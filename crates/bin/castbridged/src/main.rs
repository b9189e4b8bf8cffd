//! # castbridged — castbridge daemon
//!
//! Composition root that wires the adapters together and runs the bridge.
//!
//! ## Responsibilities
//! - Parse configuration (TOML file, env var overrides)
//! - Initialize tracing
//! - Resolve the machine identity for the discovery device block
//! - Construct the studio adapter and the MQTT transport
//! - Hand everything to the bridge session's coordination loop
//! - Handle graceful shutdown (SIGINT)
//!
//! ## Dependency rule
//! This is the **only** crate that depends on all other crates.
//! It is the wiring layer — no bridge logic belongs here.

mod config;
mod identity;

use castbridge_adapter_mqtt::MqttTransport;
use castbridge_adapter_virtual::VirtualStudio;
use castbridge_app::session::{BridgeOptions, BridgeSession};
use castbridge_domain::discovery::DeviceIdentity;
use tokio::sync::mpsc;
use tracing_subscriber::EnvFilter;

use config::Config;

/// Capacity of the studio lifecycle event channel.
const STUDIO_EVENT_CAPACITY: usize = 64;

#[tokio::main]
async fn main() -> Result<(), Box<dyn std::error::Error>> {
    let config = Config::load()?;

    tracing_subscriber::fmt()
        .with_env_filter(EnvFilter::new(config.logging.effective_filter()))
        .init();

    let token = identity::machine_token(&config.bridge.sensor_name);
    let device = DeviceIdentity::new(config.bridge.sensor_name.clone(), token);

    // Studio collaborator. Only the virtual adapter is built in; the
    // config validator has already rejected anything else.
    let (studio_events_tx, studio_events) = mpsc::channel(STUDIO_EVENT_CAPACITY);
    let studio = VirtualStudio::new();
    studio.attach_events(studio_events_tx);

    // MQTT transport; reconnects are its own business.
    let (mqtt, mqtt_events, _pump) = MqttTransport::connect(&config.mqtt);

    let options = BridgeOptions {
        base_channel: config.bridge.base_channel.clone(),
        sensor_name: config.bridge.sensor_name.clone(),
        control: config.bridge.control,
        device,
        poll_interval: config.poll_interval(),
    };

    tracing::info!(
        base_channel = %options.base_channel,
        sensor_name = %options.sensor_name,
        control = options.control,
        interval_secs = config.bridge.interval_secs,
        "castbridged starting"
    );

    let session = BridgeSession::new(mqtt, studio, options);
    session
        .run(mqtt_events, studio_events, async {
            if let Err(error) = tokio::signal::ctrl_c().await {
                tracing::error!(%error, "failed to listen for shutdown signal");
                std::future::pending::<()>().await;
            }
        })
        .await;

    Ok(())
}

===

**WORK ORDER:** Copy out every line of the listing where the word "await" occurs.

**FINAL ANSWER:**
            if let Err(error) = tokio::signal::ctrl_c().await {
                std::future::pending::<()>().await;
        .await;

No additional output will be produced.